- **RAW DATA**
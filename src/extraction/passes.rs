//! Escalating extraction passes
//!
//! All three passes share one runner; a `PassConfig` says how strict each one
//! is. The looser passes only run while fewer than `MIN_CONFIDENT_PLAYERS`
//! names have been accepted.

use super::classifier::{self, LineClass};
use super::leadership::{self, Leadership};
use super::rules;
use super::validator;
use super::{Line, PlayerCandidate, RoleContext, EXPECTED_PLAYERS, MIN_CONFIDENT_PLAYERS};
use serde::Serialize;
use std::ops::RangeInclusive;

/// Surnames accepted by the surname pass even when shorter than four letters.
/// Longer single tokens are accepted without a dictionary hit.
const KNOWN_SURNAMES: &[&str] = &[
    "ali", "rao", "dar", "lee", "fox", "roy", "rana", "gill", "pant", "iyer", "axar", "dube",
    "head", "root", "wood", "kohli", "sharma", "dhoni", "bumrah", "jadeja", "rahul", "pandya",
    "ashwin", "chahal", "kumar", "shami", "siraj", "yadav", "kishan", "samson", "thakur",
    "patel", "jaiswal", "warner", "smith", "cummins", "starc", "stokes", "buttler", "babar",
    "rizwan", "afridi", "rashid", "maxwell", "boult", "rabada", "miller", "russell", "narine",
];

#[derive(Debug, Clone, Copy, PartialEq, Eq, Serialize)]
#[serde(rename_all = "snake_case")]
pub enum PassKind {
    Structured,
    Aggressive,
    Surname,
}

/// How many words a line may have
#[derive(Debug, Clone, Copy, PartialEq, Eq)]
pub enum TokenShape {
    Any,
    /// At least two words, biasing towards full names
    MultiWord,
    SingleWord,
}

/// Strictness of one pass
#[derive(Debug, Clone)]
pub struct PassConfig {
    pub kind: PassKind,
    /// Role headers, skip rules, leadership markers and the name validator
    pub classify: bool,
    pub length: RangeInclusive<usize>,
    /// Allow the punctuation real names carry, otherwise letters only
    pub name_punctuation: bool,
    pub shape: TokenShape,
    /// Single tokens shorter than this must be known surnames
    pub dictionary_below: usize,
    pub stop_at_full_team: bool,
}

impl PassConfig {
    pub fn structured() -> Self {
        Self {
            kind: PassKind::Structured,
            classify: true,
            length: 2..=25,
            name_punctuation: true,
            shape: TokenShape::Any,
            dictionary_below: 0,
            stop_at_full_team: false,
        }
    }

    pub fn aggressive() -> Self {
        Self {
            kind: PassKind::Aggressive,
            classify: false,
            length: 3..=30,
            name_punctuation: true,
            shape: TokenShape::MultiWord,
            dictionary_below: 0,
            stop_at_full_team: true,
        }
    }

    pub fn surname() -> Self {
        Self {
            kind: PassKind::Surname,
            classify: false,
            length: 3..=15,
            name_punctuation: false,
            shape: TokenShape::SingleWord,
            dictionary_below: 4,
            stop_at_full_team: true,
        }
    }

    /// Shape checks used by the loose passes
    fn accepts_loose(&self, text: &str) -> bool {
        let len = text.chars().count();
        if !self.length.contains(&len) {
            return false;
        }
        let allowed = |c: char| {
            if self.name_punctuation {
                validator::is_name_char(c)
            } else {
                c.is_alphabetic()
            }
        };
        if !text.chars().all(allowed) || !text.chars().any(char::is_alphabetic)
        {
            return false;
        }
        let words = text.split_whitespace().count();
        let shape_ok = match self.shape {
            TokenShape::Any => true,
            TokenShape::MultiWord => words >= 2,
            TokenShape::SingleWord => words == 1,
        };
        if !shape_ok || rules::contains_denylisted_word(text) {
            return false;
        }
        len >= self.dictionary_below || KNOWN_SURNAMES.contains(&text.to_lowercase().as_str())
    }
}

/// The pass order, strictest first
pub fn default_passes() -> [PassConfig; 3] {
    [
        PassConfig::structured(),
        PassConfig::aggressive(),
        PassConfig::surname(),
    ]
}

/// What one pass contributed
#[derive(Debug, Clone, Copy, PartialEq, Eq, Serialize)]
pub struct PassReport {
    pub kind: PassKind,
    pub added: usize,
}

/// Captain and vice-captain as assigned from line-level markers
#[derive(Debug, Clone, Default, PartialEq, Eq)]
pub struct Leaders {
    pub captain: Option<String>,
    pub vice_captain: Option<String>,
}

impl Leaders {
    /// The first captain marker wins. A vice-captain marker counts unless the
    /// same line just assigned the captain; nothing is ever reassigned.
    pub fn apply(&mut self, name: &str, flags: Leadership) {
        let mut took_captain = false;
        if flags.captain && self.captain.is_none() {
            self.captain = Some(name.to_string());
            took_captain = true;
        }
        if flags.vice_captain
            && !took_captain
            && self.vice_captain.is_none()
            && self.captain.as_deref() != Some(name)
        {
            self.vice_captain = Some(name.to_string());
        }
    }
}

#[derive(Debug, Clone, Default)]
pub struct PassOutcome {
    pub candidates: Vec<PlayerCandidate>,
    pub leaders: Leaders,
    pub reports: Vec<PassReport>,
}

/// The accepted name that overlaps `name`, compared case-insensitively as a
/// substring in either direction so "Kohli" matches "Virat Kohli"
pub fn represented_by<'a>(accepted: &'a [PlayerCandidate], name: &str) -> Option<&'a str> {
    let needle = name.to_lowercase();
    accepted
        .iter()
        .map(|c| c.cleaned_name.as_str())
        .find(|existing| {
            let existing = existing.to_lowercase();
            existing.contains(&needle) || needle.contains(&existing)
        })
}

/// Run the passes in order until enough players are found
pub fn run(lines: &[Line]) -> PassOutcome {
    run_with(lines, &default_passes())
}

pub fn run_with(lines: &[Line], passes: &[PassConfig]) -> PassOutcome {
    let mut outcome = PassOutcome::default();

    for (i, config) in passes.iter().enumerate() {
        if i > 0 && outcome.candidates.len() >= MIN_CONFIDENT_PLAYERS {
            tracing::debug!(
                "{} players found, skipping {:?} pass",
                outcome.candidates.len(),
                config.kind
            );
            break;
        }
        let added = run_pass(config, lines, &mut outcome);
        tracing::debug!(
            "{:?} pass added {} player(s), {} total",
            config.kind,
            added,
            outcome.candidates.len()
        );
        outcome.reports.push(PassReport {
            kind: config.kind,
            added,
        });
    }

    outcome
}

/// What is left of a marked line once the markers are gone must not be noise
/// itself
fn still_a_name(name: &str) -> bool {
    rules::first_skip_rule(name).is_none() && !rules::contains_denylisted_word(name)
}

fn run_pass(config: &PassConfig, lines: &[Line], outcome: &mut PassOutcome) -> usize {
    let before = outcome.candidates.len();

    if config.classify {
        for classified in classifier::classify_lines(lines) {
            let LineClass::Candidate { overridden } = classified.class else {
                continue;
            };
            let flags = classified.leadership;
            let line = classified.line;
            // A marker keeps the line, not the noise that would have skipped it
            let text = match overridden.and_then(rules::skip_rule) {
                Some(rule) => rule.strip(&line.text),
                None => line.text.clone(),
            };
            let Some(name) = leadership::cleaned_name(&text, flags)
                .filter(|name| config.length.contains(&name.chars().count()))
                .filter(|name| !flags.any() || still_a_name(name))
            else {
                tracing::trace!("Discarding line {}: {:?}", line.index, line.text);
                continue;
            };
            if let Some(rule) = overridden {
                tracing::trace!("Leadership marker overrode {} for {:?}", rule, name);
            }

            if let Some(existing) = represented_by(&outcome.candidates, &name) {
                // A repeat can still carry the marker the first sighting lacked
                if flags.any() {
                    let existing = existing.to_string();
                    outcome.leaders.apply(&existing, flags);
                }
                continue;
            }

            outcome.leaders.apply(&name, flags);
            outcome.candidates.push(PlayerCandidate {
                raw_line: line.text.clone(),
                cleaned_name: name,
                role: classified.role,
                is_captain: flags.captain,
                is_vice_captain: flags.vice_captain,
            });
        }
    } else {
        for line in lines {
            if config.stop_at_full_team && outcome.candidates.len() >= EXPECTED_PLAYERS {
                break;
            }
            let text = line.text.trim();
            if !config.accepts_loose(text) || represented_by(&outcome.candidates, text).is_some() {
                continue;
            }
            outcome.candidates.push(PlayerCandidate {
                raw_line: line.text.clone(),
                cleaned_name: text.to_string(),
                role: RoleContext::Unknown,
                is_captain: false,
                is_vice_captain: false,
            });
        }
    }

    outcome.candidates.len() - before
}

#[cfg(test)]
mod tests {
    use super::*;
    use crate::extraction::split_lines;

    fn names(outcome: &PassOutcome) -> Vec<&str> {
        outcome
            .candidates
            .iter()
            .map(|c| c.cleaned_name.as_str())
            .collect()
    }

    #[test]
    fn test_represented_by_substring() {
        let outcome = run(&split_lines("Virat Kohli"));
        assert_eq!(represented_by(&outcome.candidates, "KOHLI"), Some("Virat Kohli"));
        assert_eq!(
            represented_by(&outcome.candidates, "Virat Kohli Jr"),
            Some("Virat Kohli")
        );
        assert_eq!(represented_by(&outcome.candidates, "Rohit Sharma"), None);
    }

    #[test]
    fn test_partial_repeat_is_not_readded() {
        let outcome = run(&split_lines("Virat Kohli\nKohli\nKOHLI"));
        assert_eq!(names(&outcome), vec!["Virat Kohli"]);
    }

    #[test]
    fn test_repeat_line_carries_marker() {
        let outcome = run(&split_lines("Virat Kohli\nRohit Sharma\nKohli (c)"));
        assert_eq!(outcome.leaders.captain.as_deref(), Some("Virat Kohli"));
        assert!(!outcome.candidates[0].is_captain);
    }

    #[test]
    fn test_marker_on_chrome_line_keeps_only_the_name() {
        let outcome = run(&split_lines("Team captain: Virat Kohli\nRohit Sharma"));
        assert_eq!(names(&outcome), vec!["Virat Kohli", "Rohit Sharma"]);
        assert_eq!(outcome.leaders.captain.as_deref(), Some("Virat Kohli"));
    }

    #[test]
    fn test_marker_cannot_promote_leftover_chrome() {
        let outcome = run(&split_lines("Pick your captain\nCaptain of the side\nVirat Kohli"));
        assert_eq!(names(&outcome), vec!["Virat Kohli"]);
        assert_eq!(outcome.leaders.captain, None);
    }

    #[test]
    fn test_leaders_first_captain_wins() {
        let mut leaders = Leaders::default();
        let captain = Leadership {
            captain: true,
            vice_captain: false,
        };
        leaders.apply("Virat Kohli", captain);
        leaders.apply("Rohit Sharma", captain);
        assert_eq!(leaders.captain.as_deref(), Some("Virat Kohli"));
        assert_eq!(leaders.vice_captain, None);
    }

    #[test]
    fn test_leaders_both_flags_on_one_line() {
        let both = Leadership {
            captain: true,
            vice_captain: true,
        };
        let mut leaders = Leaders::default();
        leaders.apply("Virat Kohli", both);
        assert_eq!(leaders.captain.as_deref(), Some("Virat Kohli"));
        assert_eq!(leaders.vice_captain, None);

        // With a captain already chosen, the same markers make a vice-captain
        leaders.apply("Rohit Sharma", both);
        assert_eq!(leaders.captain.as_deref(), Some("Virat Kohli"));
        assert_eq!(leaders.vice_captain.as_deref(), Some("Rohit Sharma"));
    }

    #[test]
    fn test_loose_pass_shapes() {
        let aggressive = PassConfig::aggressive();
        assert!(aggressive.accepts_loose("Quinton de Kock"));
        assert!(!aggressive.accepts_loose("Bumrah"));
        assert!(!aggressive.accepts_loose("All Rounders"));
        assert!(!aggressive.accepts_loose("Virat Kohli 9.5"));

        let surname = PassConfig::surname();
        assert!(surname.accepts_loose("Bumrah"));
        assert!(surname.accepts_loose("Ali"));
        assert!(!surname.accepts_loose("Xyz"));
        assert!(!surname.accepts_loose("Virat Kohli"));
        assert!(!surname.accepts_loose("Bowlers"));
        assert!(!surname.accepts_loose("O'Brien"));
        assert!(!surname.accepts_loose("Venkateshwaranathan"));
    }

    #[test]
    fn test_loose_passes_stop_at_eleven() {
        let lines = split_lines(
            "Alpha Bravo\nCharlie Delta\nEcho Foxtrot\nGolf Hotel\nIndia Juliet\nKilo Lima\n\
             Mike November\nOscar Papa\nQuebec Romeo\nSierra Tango\nUniform Victor\n\
             Whiskey Xray\nYankee Zulu",
        );
        let outcome = run_with(&lines, &[PassConfig::aggressive()]);
        assert_eq!(outcome.candidates.len(), EXPECTED_PLAYERS);
        assert_eq!(outcome.candidates[10].cleaned_name, "Uniform Victor");
    }

    #[test]
    fn test_escalation_skipped_when_enough() {
        let text = "Virat Kohli\nRohit Sharma\nMS Dhoni\nJasprit Bumrah\nRavindra Jadeja\nKL Rahul\nHardik Pandya\nR Ashwin\nKuldeep Yadav Extra Long Name";
        let outcome = run(&split_lines(text));
        assert_eq!(
            outcome.reports,
            vec![PassReport {
                kind: PassKind::Structured,
                added: 8
            }]
        );
    }
}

- **TASK GOAL**
A word-for-word copy of the lines above from the one with "let surname = PassConfig::surname();" through the one with "Kohli\nRohit Sharma\nMS Dhoni\nJasprit", inclusive, is the only output wanted.

- **SOLUTION TO THE PROBLEM**
        let surname = PassConfig::surname();
        assert!(surname.accepts_loose("Bumrah"));
        assert!(surname.accepts_loose("Ali"));
        assert!(!surname.accepts_loose("Xyz"));
        assert!(!surname.accepts_loose("Virat Kohli"));
        assert!(!surname.accepts_loose("Bowlers"));
        assert!(!surname.accepts_loose("O'Brien"));
        assert!(!surname.accepts_loose("Venkateshwaranathan"));
    }

    #[test]
    fn test_loose_passes_stop_at_eleven() {
        let lines = split_lines(
            "Alpha Bravo\nCharlie Delta\nEcho Foxtrot\nGolf Hotel\nIndia Juliet\nKilo Lima\n\
             Mike November\nOscar Papa\nQuebec Romeo\nSierra Tango\nUniform Victor\n\
             Whiskey Xray\nYankee Zulu",
        );
        let outcome = run_with(&lines, &[PassConfig::aggressive()]);
        assert_eq!(outcome.candidates.len(), EXPECTED_PLAYERS);
        assert_eq!(outcome.candidates[10].cleaned_name, "Uniform Victor");
    }

    #[test]
    fn test_escalation_skipped_when_enough() {
        let text = "Virat Kohli\nRohit Sharma\nMS Dhoni\nJasprit Bumrah\nRavindra Jadeja\nKL Rahul\nHardik Pandya\nR Ashwin\nKuldeep Yadav Extra Long Name";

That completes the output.